Joe Chvala made his name in Twin Cities theater as a choreographer. He had his first local directing gig four years ago, with “Light in the Piazza” . Since then he has gone on to direct at the Guthrie (“Christmas Carol”) and elsewhere. He returns to BCT for “Cabaret,” a musical that plays to his strengths.
Chvala chose to use the original 1966 version of the show about Sally Bowles and the Kit Kat Club in late ‘20s Berlin, rather than the version director Sam Mendes used for the 1994 revival, which incorporates songs from the 1972 Liza Minnelli film, and is much darker than the original.
The first version comes across with an innocence reflecting the stage realities of the early 1960s while lacking the gravitas of the later version.
That said, Chvala’s choreography is masterful, as strong — and as individually distinctive — as Bob Fosse’s in the film. If his directing kept things a little light, that may be a function of the edition. He adds to the darkness by making the Kit Kat Klub as perverse as possible and using a version of Mendes’ apocalyptic ending.

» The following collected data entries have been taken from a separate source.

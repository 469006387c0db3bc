//! Append-only registries with a two-column listing: loaded layers and
//! interactive commands.

use std::fmt;

use crate::conf::commands::Command;
use crate::domain::layer::LayerType;

/// Width of the name column in listings.
const NAME_COLUMN: usize = 20;

/// An item that can be shown in a registry listing.
pub trait RegistryEntry {
    /// Left column.
    fn entry_name(&self) -> &str;
    /// Right column.
    fn entry_summary(&self) -> &str;
}

impl RegistryEntry for LayerType {
    fn entry_name(&self) -> &str {
        self.class_name()
    }

    fn entry_summary(&self) -> &str {
        self.name()
    }
}

impl RegistryEntry for Command {
    fn entry_name(&self) -> &str {
        self.name
    }

    fn entry_summary(&self) -> &str {
        self.summary()
    }
}

/// Insertion-ordered list; duplicates are kept and nothing is ever removed.
#[derive(Debug, Clone)]
pub struct OrderedRegistry<T> {
    entries: Vec<T>,
    sort_listing: bool,
}

/// Layers loaded by the dissectors, listed in load order.
pub type LayersList = OrderedRegistry<LayerType>;

/// Interactive commands, listed alphabetically.
pub type CommandsList = OrderedRegistry<Command>;

impl<T> OrderedRegistry<T> {
    fn with_listing_order(sort_listing: bool) -> Self {
        Self {
            entries: Vec::new(),
            sort_listing,
        }
    }

    pub fn iter(&self) -> std::slice::Iter<'_, T> {
        self.entries.iter()
    }

    pub fn len(&self) -> usize {
        self.entries.len()
    }

    pub fn is_empty(&self) -> bool {
        self.entries.is_empty()
    }
}

impl<T: RegistryEntry> OrderedRegistry<T> {
    /// First entry registered under `name`.
    pub fn find(&self, name: &str) -> Option<&T> {
        self.entries.iter().find(|e| e.entry_name() == name)
    }
}

impl OrderedRegistry<LayerType> {
    pub fn new() -> Self {
        Self::with_listing_order(false)
    }

    /// Appends `layer`.
    pub fn register(&mut self, layer: LayerType) {
        self.entries.push(layer);
    }
}

impl Default for OrderedRegistry<LayerType> {
    fn default() -> Self {
        Self::new()
    }
}

impl OrderedRegistry<Command> {
    pub fn new() -> Self {
        Self::with_listing_order(true)
    }

    /// Appends `command` and hands it back, so a definition can be registered
    /// inline: `let ls = commands.register(Command::new(...));`.
    pub fn register(&mut self, command: Command) -> Command {
        self.entries.push(command);
        command
    }
}

impl Default for OrderedRegistry<Command> {
    fn default() -> Self {
        Self::new()
    }
}

impl<T: RegistryEntry> fmt::Display for OrderedRegistry<T> {
    fn fmt(&self, f: &mut fmt::Formatter<'_>) -> fmt::Result {
        let mut rows: Vec<&T> = self.entries.iter().collect();
        if self.sort_listing {
            rows.sort_by(|a, b| a.entry_name().cmp(b.entry_name()));
        }
        let lines: Vec<String> = rows
            .into_iter()
            .map(|e| {
                format!(
                    "{:<width$}: {}",
                    e.entry_name(),
                    e.entry_summary(),
                    width = NAME_COLUMN
                )
            })
            .collect();
        f.write_str(&lines.join("\n"))
    }
}

#[cfg(test)]
mod tests {
    use super::*;
    use crate::conf::commands::{CommandError, CommandFn};
    use crate::conf::Conf;
    use crate::domain::layer::builtin::{ETHER, IP, TCP};
    use std::io::Write;

    fn noop(_: &Conf, _: &[String], _: &mut dyn Write) -> Result<(), CommandError> {
        Ok(())
    }

    const NOOP: CommandFn = noop;

    #[test]
    fn test_layers_keep_insertion_order_and_duplicates() {
        // Arrange
        let mut layers = LayersList::new();

        // Act
        layers.register(TCP);
        layers.register(ETHER);
        layers.register(TCP);

        // Assert
        let names: Vec<&str> = layers.iter().map(|l| l.class_name()).collect();
        assert_eq!(names, ["TCP", "Ether", "TCP"]);
    }

    #[test]
    fn test_layers_listing_shows_class_and_long_name_in_load_order() {
        let mut layers = LayersList::new();
        layers.register(IP);
        layers.register(ETHER);

        let expected = format!("{:<20}: IP\n{:<20}: Ethernet", "IP", "Ether");
        assert_eq!(layers.to_string(), expected);
    }

    #[test]
    fn test_command_register_returns_the_command() {
        let mut commands = CommandsList::new();
        let registered = commands.register(Command::new("ls", Some("List layers"), NOOP));
        assert_eq!(registered.name, "ls");
        assert_eq!(commands.len(), 1);
    }

    #[test]
    fn test_commands_listing_is_sorted_and_uses_first_doc_line() {
        // Arrange
        let mut commands = CommandsList::new();
        commands.register(Command::new("sniff", Some("Sniff packets\nmore detail"), NOOP));
        commands.register(Command::new("arping", None, NOOP));

        // Act
        let listing = commands.to_string();

        // Assert
        let expected = format!("{:<20}: --\n{:<20}: Sniff packets", "arping", "sniff");
        assert_eq!(listing, expected);
    }

    #[test]
    fn test_find_returns_first_registration() {
        let mut commands = CommandsList::new();
        commands.register(Command::new("ls", Some("first"), NOOP));
        commands.register(Command::new("ls", Some("second"), NOOP));
        assert_eq!(commands.find("ls").map(Command::summary), Some("first"));
        assert!(commands.find("missing").is_none());
    }

    #[test]
    fn test_empty_listing_is_empty_string() {
        assert_eq!(LayersList::new().to_string(), "");
    }
}
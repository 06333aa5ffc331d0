use clap::Parser;
use std::path::PathBuf;

use crate::config::Config;
use crate::models::Column;

#[derive(Parser, Debug)]
#[command(name = "fieldgrid")]
#[command(about = "Showcase for the fieldgrid input field and data table widgets")]
#[command(version)]
pub struct Cli {
    /// JSON file holding an array of row objects, each with an `id`
    #[arg(long)]
    pub data: Option<PathBuf>,

    /// Field to show as a column, repeat for more columns (in display order)
    #[arg(long = "column", value_name = "FIELD")]
    pub columns: Vec<String>,

    /// Column key that responds to sort clicks, may be repeated
    #[arg(long, value_name = "KEY")]
    pub sortable: Vec<String>,

    /// Make every column sortable
    #[arg(long)]
    pub all_sortable: bool,

    /// Click this column header once; repeat the same key to flip direction
    #[arg(long, value_name = "KEY")]
    pub sort: Vec<String>,

    /// Hide the checkbox column
    #[arg(long)]
    pub no_select: bool,

    /// Start the table in its loading state
    #[arg(long)]
    pub loading: bool,

    /// Print the table once and exit instead of starting the TUI
    #[arg(long)]
    pub cli: bool,
}

impl Cli {
    /// Let command line flags override environment configuration
    pub fn apply_to(&self, config: &mut Config) {
        if let Some(ref data) = self.data {
            config.data_path = Some(data.clone());
        }
        if self.no_select {
            config.selectable = false;
        }
    }

    /// Columns named with `--column`, or `fallback` when none were given,
    /// with `--sortable` / `--all-sortable` applied on top
    pub fn resolve_columns(&self, fallback: Vec<Column>) -> Vec<Column> {
        let columns = if self.columns.is_empty() {
            fallback
        } else {
            self.columns.iter().map(|field| Column::for_field(field)).collect()
        };

        columns
            .into_iter()
            .map(|column| {
                let sortable = column.sortable
                    || self.all_sortable
                    || self.sortable.iter().any(|key| *key == column.key);
                column.with_sortable(sortable)
            })
            .collect()
    }
}

#[cfg(test)]
mod tests {
    use super::*;

    #[test]
    fn test_parse_flags() {
        let cli = Cli::parse_from([
            "fieldgrid", "--data", "rows.json", "--column", "name", "--column", "email",
            "--sortable", "email", "--sort", "email", "--sort", "email", "--no-select", "--cli",
        ]);
        assert_eq!(cli.data, Some(PathBuf::from("rows.json")));
        assert_eq!(cli.columns, vec!["name", "email"]);
        assert_eq!(cli.sort, vec!["email", "email"]);
        assert!(cli.no_select && cli.cli && !cli.loading);

        let mut config = Config::default();
        cli.apply_to(&mut config);
        assert!(!config.selectable);
        assert_eq!(config.data_path, Some(PathBuf::from("rows.json")));
    }

    #[test]
    fn test_resolve_columns() {
        let cli = Cli::parse_from(["fieldgrid", "--sortable", "email"]);
        let fallback = vec![
            Column::new("name", "Name", "name").sortable(),
            Column::new("email", "Email", "email"),
        ];
        let columns = cli.resolve_columns(fallback);
        assert!(columns.iter().all(|c| c.sortable));

        let cli = Cli::parse_from(["fieldgrid", "--column", "age", "--all-sortable"]);
        let columns = cli.resolve_columns(Vec::new());
        assert_eq!(columns, vec![Column::new("age", "Age", "age").sortable()]);
    }
}
use serde::Deserialize;
use std::cmp::Ordering;
use std::collections::BTreeMap;
use std::fmt;
use std::hash::Hash;
use std::path::Path;

use crate::errors::TableError;

/// A value read out of a row by a column's field accessor.
///
/// Values are totally ordered so any column can be sorted: `Null` sorts
/// first, then booleans, then numbers (ints and floats compare numerically),
/// then text.
#[derive(Debug, Clone)]
pub enum CellValue {
    Null,
    Bool(bool),
    Int(i64),
    Float(f64),
    Text(String),
}

impl CellValue {
    fn rank(&self) -> u8 {
        match self {
            CellValue::Null => 0,
            CellValue::Bool(_) => 1,
            CellValue::Int(_) | CellValue::Float(_) => 2,
            CellValue::Text(_) => 3,
        }
    }
}

impl Ord for CellValue {
    fn cmp(&self, other: &Self) -> Ordering {
        match (self, other) {
            (CellValue::Null, CellValue::Null) => Ordering::Equal,
            (CellValue::Bool(a), CellValue::Bool(b)) => a.cmp(b),
            (CellValue::Int(a), CellValue::Int(b)) => a.cmp(b),
            (CellValue::Float(a), CellValue::Float(b)) if a == b => Ordering::Equal,
            (CellValue::Float(a), CellValue::Float(b)) => a.total_cmp(b),
            (CellValue::Int(a), CellValue::Float(b)) => cmp_int_float(*a, *b),
            (CellValue::Float(a), CellValue::Int(b)) => cmp_int_float(*b, *a).reverse(),
            (CellValue::Text(a), CellValue::Text(b)) => a.cmp(b),
            _ => self.rank().cmp(&other.rank()),
        }
    }
}

/// Exact comparison of an integer against a float.
///
/// Casting the int to `f64` rounds above 2^53, so compare integer parts in
/// `i128` and let the fraction break ties. NaN sits where `total_cmp` puts it:
/// negative NaN below everything, positive NaN above.
fn cmp_int_float(int: i64, float: f64) -> Ordering {
    if float.is_nan() {
        return if float.is_sign_negative() {
            Ordering::Greater
        } else {
            Ordering::Less
        };
    }
    if float.is_infinite() {
        return if float > 0.0 {
            Ordering::Less
        } else {
            Ordering::Greater
        };
    }
    let floor = float.floor();
    // `as` saturates, and i128 covers every i64 with room to spare
    match i128::from(int).cmp(&(floor as i128)) {
        Ordering::Equal if float > floor => Ordering::Less,
        ordering => ordering,
    }
}

impl PartialOrd for CellValue {
    fn partial_cmp(&self, other: &Self) -> Option<Ordering> {
        Some(self.cmp(other))
    }
}

impl PartialEq for CellValue {
    fn eq(&self, other: &Self) -> bool {
        self.cmp(other) == Ordering::Equal
    }
}

impl Eq for CellValue {}

impl fmt::Display for CellValue {
    fn fmt(&self, f: &mut fmt::Formatter<'_>) -> fmt::Result {
        match self {
            CellValue::Null => Ok(()),
            CellValue::Bool(b) => write!(f, "{}", b),
            CellValue::Int(i) => write!(f, "{}", i),
            CellValue::Float(x) => write!(f, "{}", x),
            CellValue::Text(s) => f.write_str(s),
        }
    }
}

impl From<&str> for CellValue {
    fn from(value: &str) -> Self {
        CellValue::Text(value.to_string())
    }
}

impl From<String> for CellValue {
    fn from(value: String) -> Self {
        CellValue::Text(value)
    }
}

impl From<i64> for CellValue {
    fn from(value: i64) -> Self {
        CellValue::Int(value)
    }
}

impl From<u32> for CellValue {
    fn from(value: u32) -> Self {
        CellValue::Int(i64::from(value))
    }
}

impl From<f64> for CellValue {
    fn from(value: f64) -> Self {
        CellValue::Float(value)
    }
}

impl From<bool> for CellValue {
    fn from(value: bool) -> Self {
        CellValue::Bool(value)
    }
}

impl From<serde_json::Value> for CellValue {
    fn from(value: serde_json::Value) -> Self {
        match value {
            serde_json::Value::Null => CellValue::Null,
            serde_json::Value::Bool(b) => CellValue::Bool(b),
            serde_json::Value::Number(n) => match n.as_i64() {
                Some(i) => CellValue::Int(i),
                None => CellValue::Float(n.as_f64().unwrap_or(f64::NAN)),
            },
            serde_json::Value::String(s) => CellValue::Text(s),
            other => CellValue::Text(other.to_string()),
        }
    }
}

/// A record that can be shown in a [`DataTable`](crate::components::DataTable).
///
/// The table only ever looks at the row's identifier and at the fields its
/// columns name; everything else about the row is opaque.
pub trait TableRow {
    type Id: Clone + Eq + Hash + fmt::Debug;

    /// Stable, unique key of this row
    fn id(&self) -> Self::Id;

    /// Read the named field, `None` if the row has no such field
    fn field(&self, name: &str) -> Option<CellValue>;
}

/// Caller-supplied description of one displayed column
#[derive(Debug, Clone, PartialEq)]
pub struct Column {
    /// Unique key of the column
    pub key: String,
    /// Header label
    pub title: String,
    /// Name of the row field this column reads
    pub field: String,
    pub sortable: bool,
}

impl Column {
    pub fn new(key: &str, title: &str, field: &str) -> Self {
        Self {
            key: key.to_string(),
            title: title.to_string(),
            field: field.to_string(),
            sortable: false,
        }
    }

    /// Column whose key and field share a name, titled after it
    pub fn for_field(field: &str) -> Self {
        Self::new(field, &title_case(field), field)
    }

    pub fn sortable(mut self) -> Self {
        self.sortable = true;
        self
    }

    pub fn with_sortable(mut self, sortable: bool) -> Self {
        self.sortable = sortable;
        self
    }
}

/// Turn `first_name` or `email` into `First Name` / `Email`
fn title_case(field: &str) -> String {
    field
        .split(['_', '-'])
        .filter(|word| !word.is_empty())
        .map(|word| {
            let mut chars = word.chars();
            match chars.next() {
                Some(first) => first.to_uppercase().chain(chars).collect::<String>(),
                None => String::new(),
            }
        })
        .collect::<Vec<_>>()
        .join(" ")
}

/// Identifier of a generic [`Record`], either numeric or textual
#[derive(Debug, Clone, PartialEq, Eq, Hash, PartialOrd, Ord, Deserialize)]
#[serde(untagged)]
pub enum RecordId {
    Number(i64),
    Text(String),
}

impl fmt::Display for RecordId {
    fn fmt(&self, f: &mut fmt::Formatter<'_>) -> fmt::Result {
        match self {
            RecordId::Number(n) => write!(f, "{}", n),
            RecordId::Text(s) => f.write_str(s),
        }
    }
}

impl From<RecordId> for CellValue {
    fn from(id: RecordId) -> Self {
        match id {
            RecordId::Number(n) => CellValue::Int(n),
            RecordId::Text(s) => CellValue::Text(s),
        }
    }
}

/// Schemaless row loaded from JSON: an `id` plus named fields
#[derive(Debug, Clone, PartialEq)]
pub struct Record {
    pub id: RecordId,
    pub fields: BTreeMap<String, CellValue>,
}

impl Record {
    pub fn new(id: RecordId) -> Self {
        Self {
            id,
            fields: BTreeMap::new(),
        }
    }

    pub fn with_field(mut self, name: &str, value: impl Into<CellValue>) -> Self {
        self.fields.insert(name.to_string(), value.into());
        self
    }

    /// Field names other than `id`, in sorted order
    pub fn field_names(&self) -> impl Iterator<Item = &str> {
        self.fields.keys().map(String::as_str)
    }
}

/// Wire shape of a record: an `id` plus any other keys
#[derive(Debug, Deserialize)]
struct RawRecord {
    id: RecordId,
    #[serde(flatten)]
    fields: BTreeMap<String, serde_json::Value>,
}

impl From<RawRecord> for Record {
    fn from(raw: RawRecord) -> Self {
        let fields = raw
            .fields
            .into_iter()
            .map(|(name, value)| (name, CellValue::from(value)))
            .collect();
        Self { id: raw.id, fields }
    }
}

impl TableRow for Record {
    type Id = RecordId;

    fn id(&self) -> RecordId {
        self.id.clone()
    }

    fn field(&self, name: &str) -> Option<CellValue> {
        if name == "id" {
            return Some(self.id.clone().into());
        }
        self.fields.get(name).cloned()
    }
}

/// Parse a JSON array of objects into records
pub fn parse_records(json: &str) -> Result<Vec<Record>, TableError> {
    let values: Vec<serde_json::Value> = serde_json::from_str(json)?;
    values
        .into_iter()
        .enumerate()
        .map(|(index, value)| {
            serde_json::from_value::<RawRecord>(value)
                .map(Record::from)
                .map_err(|e| TableError::InvalidRecord {
                    index,
                    reason: e.to_string(),
                })
        })
        .collect()
}

/// Load records from a JSON file
pub fn load_records(path: &Path) -> Result<Vec<Record>, TableError> {
    let json = std::fs::read_to_string(path)?;
    parse_records(&json)
}

#[cfg(test)]
mod tests {
    use super::*;
    use std::io::Write;

    #[test]
    fn test_cell_value_ordering() {
        assert!(CellValue::Null < CellValue::Bool(false));
        assert!(CellValue::Bool(true) < CellValue::Int(-5));
        assert!(CellValue::Int(2) < CellValue::Float(2.5));
        assert!(CellValue::Float(10.0) < CellValue::Text("1".into()));
        assert!(CellValue::from("Jane Smith") < CellValue::from("John Doe"));
        assert_eq!(CellValue::Int(3), CellValue::Float(3.0));
    }

    #[test]
    fn test_int_float_ordering_is_exact_past_f64_precision() {
        let big = 1_i64 << 53;
        let above = CellValue::Int(big + 1);
        let float = CellValue::Float(big as f64);
        let exact = CellValue::Int(big);

        assert!(above > float);
        assert_eq!(float, exact);
        assert!(above > exact);

        let mut forward = vec![above.clone(), float.clone(), exact.clone()];
        let mut backward = vec![exact.clone(), float.clone(), above.clone()];
        forward.sort();
        backward.sort();
        assert!(matches!(forward[2], CellValue::Int(n) if n == big + 1));
        assert!(matches!(backward[2], CellValue::Int(n) if n == big + 1));
    }

    #[test]
    fn test_int_float_edges() {
        assert!(CellValue::Int(2) < CellValue::Float(2.5));
        assert!(CellValue::Int(-3) < CellValue::Float(-2.5));
        assert!(CellValue::Int(-2) > CellValue::Float(-2.5));
        assert!(CellValue::Int(i64::MAX) < CellValue::Float(f64::INFINITY));
        assert!(CellValue::Int(i64::MIN) > CellValue::Float(f64::NEG_INFINITY));
        assert!(CellValue::Int(i64::MAX) < CellValue::Float(1e300));
        assert!(CellValue::Int(0) < CellValue::Float(f64::NAN));
        assert_eq!(CellValue::Int(0), CellValue::Float(-0.0));
        assert_eq!(CellValue::Float(0.0), CellValue::Float(-0.0));
    }

    #[test]
    fn test_cell_value_display() {
        assert_eq!(CellValue::Null.to_string(), "");
        assert_eq!(CellValue::Int(42).to_string(), "42");
        assert_eq!(CellValue::Float(2.0).to_string(), "2");
        assert_eq!(CellValue::Bool(true).to_string(), "true");
        assert_eq!(CellValue::from("abc").to_string(), "abc");
    }

    #[test]
    fn test_column_builders() {
        let col = Column::new("name", "Name", "name").sortable();
        assert!(col.sortable);
        let col = Column::for_field("first_name");
        assert_eq!(col.title, "First Name");
        assert_eq!(col.key, "first_name");
        assert!(!col.sortable);
    }

    #[test]
    fn test_parse_records() {
        let records = parse_records(
            r#"[{"id": 1, "name": "John Doe", "age": 41},
                {"id": "u-2", "name": "Jane Smith", "tags": ["a"]}]"#,
        )
        .unwrap();

        assert_eq!(records.len(), 2);
        assert_eq!(records[0].id(), RecordId::Number(1));
        assert_eq!(records[0].field("age"), Some(CellValue::Int(41)));
        assert_eq!(records[0].field("id"), Some(CellValue::Int(1)));
        assert_eq!(records[1].id(), RecordId::Text("u-2".to_string()));
        assert_eq!(records[1].field("tags"), Some(CellValue::from(r#"["a"]"#)));
        assert_eq!(records[1].field("age"), None);
    }

    #[test]
    fn test_parse_records_rejects_missing_id() {
        let err = parse_records(r#"[{"id": 1}, {"name": "no id"}]"#).unwrap_err();
        assert!(matches!(err, TableError::InvalidRecord { index: 1, .. }));

        let err = parse_records(r#"[3]"#).unwrap_err();
        assert!(matches!(err, TableError::InvalidRecord { index: 0, .. }));

        let err = parse_records(r#"[{"id": 1}, {"id": 2}, {"id": 1.5}]"#).unwrap_err();
        assert!(matches!(err, TableError::InvalidRecord { index: 2, .. }));

        let err = parse_records(r#"[{"id": null}]"#).unwrap_err();
        assert!(matches!(err, TableError::InvalidRecord { index: 0, .. }));
    }

    #[test]
    fn test_load_records_from_file() {
        let mut file = tempfile::NamedTempFile::new().unwrap();
        write!(file, r#"[{{"id": 7, "email": "john@example.com"}}]"#).unwrap();

        let records = load_records(file.path()).unwrap();
        assert_eq!(records.len(), 1);
        assert_eq!(records[0].field_names().collect::<Vec<_>>(), vec!["email"]);
    }
}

Chvala helps Joey Clark create a masterful Master of Ceremonies, entirely banishing memories of Joel Grey. This is a movement-based character, part sexual deviant, part slithering reptile.
As Fraulein Schneider, Karen Weber gives a real fierceness to the character’s bitter disillusion and determination to survive. She also plays her middle-aged romance with sweetness and vulnerability.
It’s sad that Weber sang “What Would You Do?” right before Abby DeSanto, as Sally Bowles, sang “Cabaret.” DeSanto is a fine singer and delivers a potent performance (except for her dropping Sally’s English accent along the way). She just misses that final degree of essential star power.
Robin McIntyre’s set is cleverly evocative. He creates a world of gritty despair and depraved theatricality. Ed Gleeman’s designs amplify that feeling, while also being conscious of adding to the character.
Music director Anita Ruth was not in the pit for this one. And her absence showed. Conductor Eric Sayre had a hard time maintaining the correct balance between pit and stage.
William Randall Beard writes regularly about theater.